Rupee vs dollar: Where is Indian currency headed amidst US-China trade row? Find out!
Experts believe US-China trade war will have an effect on the Indian rupee. However, it will be manageable.
The Indian Rupee kicked off its Thursday’s trading session on an appreciating note against the US dollar benchmark at the interbank forex market. This comes at a time when the US dollar is weakening in the midst of US-China trade deal concerns. Majority of US exchanges have faced quite a bit of heat this week as the row between the two countries intensified post-US decision to impose tariffs on Chinese products. According to Investing.com, the Indian rupee was trading at 70.156, appreciating by 0.067 points or 0.11% against the dollar at around 1350 hours. The rupee opened at 70.25-levels against the dollar. As far as India is concerned, experts believe US-China trade war will have an effect on the rupee. However, it will be manageable.

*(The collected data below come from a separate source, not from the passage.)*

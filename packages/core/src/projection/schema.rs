//! Schema Prober
//!
//! Discovers which property keys exist on nodes and relationships and
//! classifies each one from a bounded sample of stored values.
//!
//! Classification is a heuristic: only [`SAMPLE_LIMIT`] non-null values are
//! inspected per key, so a property that is numeric in the sample but holds
//! strings elsewhere will be misclassified. GDS then rejects the projection
//! and the error reaches the caller unchanged.

use crate::db::{GraphStore, Statement, StoreError};
use serde_json::Value;
use std::collections::BTreeSet;
use std::fmt;
use tracing::debug;

/// Maximum number of non-null values sampled per property key
pub const SAMPLE_LIMIT: usize = 10;

/// Whether a property lives on nodes or on relationships
#[derive(Debug, Clone, Copy, PartialEq, Eq, Hash, PartialOrd, Ord)]
pub enum PropertyOwner {
    Node,
    Relationship,
}

impl PropertyOwner {
    /// `MATCH` clause binding every entity of this kind to `e`
    fn match_clause(self) -> &'static str {
        match self {
            Self::Node => "MATCH (e)",
            Self::Relationship => "MATCH ()-[e]->()",
        }
    }
}

impl fmt::Display for PropertyOwner {
    fn fmt(&self, f: &mut fmt::Formatter<'_>) -> fmt::Result {
        match self {
            Self::Node => write!(f, "node"),
            Self::Relationship => write!(f, "relationship"),
        }
    }
}

/// A property key reported by the store
///
/// Only the prober can create these, which makes the prober's output the
/// allow-list of names that may be embedded in generated Cypher.
#[derive(Debug, Clone, PartialEq, Eq, Hash, PartialOrd, Ord)]
pub struct PropertyKey(String);

impl PropertyKey {
    pub(crate) fn new(key: impl Into<String>) -> Self {
        Self(key.into())
    }

    pub fn as_str(&self) -> &str {
        &self.0
    }

    /// Backtick-quoted Cypher identifier, embedded backticks doubled
    pub fn quoted(&self) -> String {
        format!("`{}`", self.0.replace('`', "``"))
    }
}

impl fmt::Display for PropertyKey {
    fn fmt(&self, f: &mut fmt::Formatter<'_>) -> fmt::Result {
        f.write_str(&self.0)
    }
}

/// Runtime type inferred from sampled values
#[derive(Debug, Clone, Copy, PartialEq, Eq)]
pub enum PropertyType {
    String,
    Integer,
    Float,
    IntegerList,
    FloatList,
    Unsupported,
}

impl PropertyType {
    /// GDS only accepts numeric scalars and numeric arrays
    pub fn is_projectable(self) -> bool {
        matches!(
            self,
            Self::Integer | Self::Float | Self::IntegerList | Self::FloatList
        )
    }
}

/// Inferred type of one property key on one kind of entity
#[derive(Debug, Clone, PartialEq, Eq)]
pub struct PropertyDescriptor {
    pub key: PropertyKey,
    pub owner: PropertyOwner,
    pub inferred_type: PropertyType,
}

/// Shape of a single sampled value
enum Shape {
    Text,
    Number { fractional: bool },
    NumberList { fractional: bool },
    Other,
}

fn is_fractional(n: &serde_json::Number) -> bool {
    match n.as_f64() {
        Some(f) if !(n.is_i64() || n.is_u64()) => f.fract() != 0.0,
        _ => false,
    }
}

fn shape_of(value: &Value) -> Shape {
    match value {
        Value::String(_) => Shape::Text,
        Value::Number(n) => Shape::Number {
            fractional: is_fractional(n),
        },
        Value::Array(items) if !items.is_empty() => {
            let mut fractional = false;
            for item in items {
                match item {
                    Value::Number(n) => fractional |= is_fractional(n),
                    _ => return Shape::Other,
                }
            }
            Shape::NumberList { fractional }
        }
        _ => Shape::Other,
    }
}

/// Classify a property from its sampled non-null values
///
/// - every value a string -> `String`
/// - strings mixed with anything else -> `Unsupported`
/// - numeric scalars -> `Integer` when all whole-valued, otherwise `Float`
/// - non-empty numeric lists -> `IntegerList` when all elements are
///   whole-valued, otherwise `FloatList`
/// - no samples, booleans, maps, empty lists, or scalars mixed with lists
///   -> `Unsupported`
pub fn infer_property_type(samples: &[Value]) -> PropertyType {
    if samples.is_empty() {
        return PropertyType::Unsupported;
    }

    let (mut texts, mut scalars, mut lists) = (0usize, 0usize, 0usize);
    let mut fractional = false;

    for sample in samples {
        match shape_of(sample) {
            Shape::Text => texts += 1,
            Shape::Number { fractional: f } => {
                scalars += 1;
                fractional |= f;
            }
            Shape::NumberList { fractional: f } => {
                lists += 1;
                fractional |= f;
            }
            Shape::Other => return PropertyType::Unsupported,
        }
    }

    let total = samples.len();
    if texts == total {
        PropertyType::String
    } else if scalars == total {
        if fractional {
            PropertyType::Float
        } else {
            PropertyType::Integer
        }
    } else if lists == total {
        if fractional {
            PropertyType::FloatList
        } else {
            PropertyType::IntegerList
        }
    } else {
        PropertyType::Unsupported
    }
}

/// Reads property keys and samples from the live store
///
/// Queries are never retried; the first failure is returned.
pub struct SchemaProber<'a> {
    store: &'a dyn GraphStore,
}

impl<'a> SchemaProber<'a> {
    pub fn new(store: &'a dyn GraphStore) -> Self {
        Self { store }
    }

    /// Distinct property keys across all nodes (empty for an empty store)
    pub async fn list_node_property_keys(&self) -> Result<BTreeSet<PropertyKey>, StoreError> {
        self.list_property_keys(PropertyOwner::Node).await
    }

    /// Distinct property keys across all relationships
    pub async fn list_relationship_property_keys(
        &self,
    ) -> Result<BTreeSet<PropertyKey>, StoreError> {
        self.list_property_keys(PropertyOwner::Relationship).await
    }

    pub async fn list_property_keys(
        &self,
        owner: PropertyOwner,
    ) -> Result<BTreeSet<PropertyKey>, StoreError> {
        let statement = Statement::new(format!(
            "{} UNWIND keys(e) AS key RETURN DISTINCT key",
            owner.match_clause()
        ));

        let rows = self.store.query(statement).await?;
        Ok(rows
            .iter()
            .filter_map(|row| row.get("key").and_then(Value::as_str))
            .map(PropertyKey::new)
            .collect())
    }

    /// Sample up to [`SAMPLE_LIMIT`] non-null values of `key` and classify them
    pub async fn classify_property(
        &self,
        key: &PropertyKey,
        owner: PropertyOwner,
    ) -> Result<PropertyDescriptor, StoreError> {
        let statement = Statement::new(format!(
            "{} WHERE e[$key] IS NOT NULL RETURN e[$key] AS value LIMIT $limit",
            owner.match_clause()
        ))
        .param("key", key.as_str())
        .param("limit", SAMPLE_LIMIT as u64);

        let samples: Vec<Value> = self
            .store
            .query(statement)
            .await?
            .into_iter()
            .filter_map(|mut row| row.remove("value"))
            .filter(|value| !value.is_null())
            .collect();

        let inferred_type = infer_property_type(&samples);
        debug!(
            "Classified {} property '{}' as {:?} from {} samples",
            owner,
            key,
            inferred_type,
            samples.len()
        );

        Ok(PropertyDescriptor {
            key: key.clone(),
            owner,
            inferred_type,
        })
    }

    /// List and classify every property key for one kind of entity
    pub async fn probe(&self, owner: PropertyOwner) -> Result<Vec<PropertyDescriptor>, StoreError> {
        let keys = self.list_property_keys(owner).await?;
        let mut descriptors = Vec::with_capacity(keys.len());
        for key in &keys {
            descriptors.push(self.classify_property(key, owner).await?);
        }
        Ok(descriptors)
    }

    /// Node descriptors followed by relationship descriptors
    pub async fn probe_all(&self) -> Result<Vec<PropertyDescriptor>, StoreError> {
        let mut descriptors = self.probe(PropertyOwner::Node).await?;
        descriptors.extend(self.probe(PropertyOwner::Relationship).await?);
        Ok(descriptors)
    }
}
//! Transit dataset importer
//!
//! Loads a `{ "stations": [...], "connections": [...] }` JSON document into
//! Neo4j as `UndergroundStation` nodes joined by `LINK` relationships. Each
//! step is one parameterized `UNWIND` statement; records keep whatever extra
//! fields the dataset has, only the ones below are written.

mod error;

pub use error::ImportError;

use crate::db::{GraphStore, Statement};
use serde::{Deserialize, Serialize};
use serde_json::{Map, Value};
use std::path::Path;
use tracing::info;

pub const STATION_LABEL: &str = "UndergroundStation";
pub const LINK_TYPE: &str = "LINK";

const CONSTRAINTS: &[&str] = &[
    "CREATE CONSTRAINT underground_station_name IF NOT EXISTS \
     FOR (s:UndergroundStation) REQUIRE s.name IS UNIQUE",
    "CREATE CONSTRAINT underground_station_id IF NOT EXISTS \
     FOR (s:UndergroundStation) REQUIRE s.id IS UNIQUE",
];

const CREATE_STATIONS: &str = "\
UNWIND $stations AS station
CREATE (s:UndergroundStation {
    id: station.id,
    name: station.name,
    display_name: CASE station.display_name WHEN 'NULL' THEN station.name ELSE station.display_name END,
    latitude: toFloat(station.latitude),
    longitude: toFloat(station.longitude),
    zone: CASE WHEN toString(station.zone) CONTAINS '.' THEN toFloat(station.zone) ELSE toInteger(station.zone) END,
    total_lines: toInteger(station.total_lines),
    rail: toInteger(station.rail)
})
RETURN count(s) AS created";

// Datasets without a distance column use travel time as the distance.
const CREATE_LINKS: &str = "\
UNWIND $connections AS conn
MATCH (s1:UndergroundStation {id: conn.station1})
MATCH (s2:UndergroundStation {id: conn.station2})
CREATE (s1)-[r:LINK {
    line: conn.line,
    time: toInteger(conn.time),
    distance: toInteger(coalesce(conn.distance, conn.time))
}]->(s2)
RETURN count(r) AS created";

/// Raw dataset records
#[derive(Debug, Clone, Default, Serialize, Deserialize)]
pub struct TransitDataset {
    #[serde(default)]
    pub stations: Vec<Map<String, Value>>,
    #[serde(default)]
    pub connections: Vec<Map<String, Value>>,
}

/// What an import wrote
#[derive(Debug, Clone, Copy, PartialEq, Eq, Serialize)]
pub struct ImportSummary {
    pub stations_created: u64,
    pub links_created: u64,
}

pub fn load_dataset(path: impl AsRef<Path>) -> Result<TransitDataset, ImportError> {
    let path = path.as_ref();
    let text = std::fs::read_to_string(path).map_err(|source| ImportError::Io {
        path: path.to_path_buf(),
        source,
    })?;
    serde_json::from_str(&text).map_err(|source| ImportError::Parse {
        path: path.to_path_buf(),
        source,
    })
}

fn created(rows: &[Map<String, Value>]) -> u64 {
    rows.first()
        .and_then(|row| row.get("created"))
        .and_then(Value::as_u64)
        .unwrap_or(0)
}

/// Create constraints, stations, then links
///
/// Not idempotent: running it twice against the same database fails on the
/// uniqueness constraints.
pub async fn import_transit_network(
    store: &dyn GraphStore,
    dataset: &TransitDataset,
) -> Result<ImportSummary, ImportError> {
    for constraint in CONSTRAINTS {
        store
            .query(Statement::new(*constraint))
            .await
            .map_err(|e| ImportError::store("constraints", e))?;
    }
    info!("Constraints on {} in place", STATION_LABEL);

    let stations = store
        .query(Statement::new(CREATE_STATIONS).param("stations", dataset.stations.clone()))
        .await
        .map_err(|e| ImportError::store("stations", e))?;
    let stations_created = created(&stations);
    info!("Created {} {} nodes", stations_created, STATION_LABEL);

    let links = store
        .query(Statement::new(CREATE_LINKS).param("connections", dataset.connections.clone()))
        .await
        .map_err(|e| ImportError::store("connections", e))?;
    let links_created = created(&links);
    info!("Created {} {} relationships", links_created, LINK_TYPE);

    Ok(ImportSummary {
        stations_created,
        links_created,
    })
}
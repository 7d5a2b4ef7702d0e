use crate::db::StoreError;
use std::path::PathBuf;
use thiserror::Error;

/// Errors raised while importing a transit dataset
#[derive(Error, Debug)]
pub enum ImportError {
    #[error("Failed to read dataset '{path}': {source}")]
    Io {
        path: PathBuf,
        #[source]
        source: std::io::Error,
    },

    #[error("Dataset '{path}' is not valid JSON: {source}")]
    Parse {
        path: PathBuf,
        #[source]
        source: serde_json::Error,
    },

    #[error("Import step '{step}' failed: {source}")]
    Store {
        step: &'static str,
        #[source]
        source: StoreError,
    },
}

impl ImportError {
    pub fn store(step: &'static str, source: StoreError) -> Self {
        Self::Store { step, source }
    }
}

On Thursday’s trading session, Anindya Banerjee, analyst at Kotak Securities said, “President Trump played it smartly by not opening up another front in the trade war, this time with EU, Japan and South Korea. Media reported that Trump administration plans to delay auto tariffs by up to six months. This will enable them to focus resources on China. US sees China as a strategic threat on multiple fronts. As a result, they may not relent on trade easily. US also understands that China's back is to the wall as the economy needs constant pump priming and dangerous debt addicted investment bubbles to stay afloat.”
“Thanks to a mini rally in US stocks and strength in Euro, Brent crude oil has bounced back strongly, now trading above 72 dollars a barrel. However, USDINR showing no stress yet, quoting 70.30 on spot,” says Banerjee.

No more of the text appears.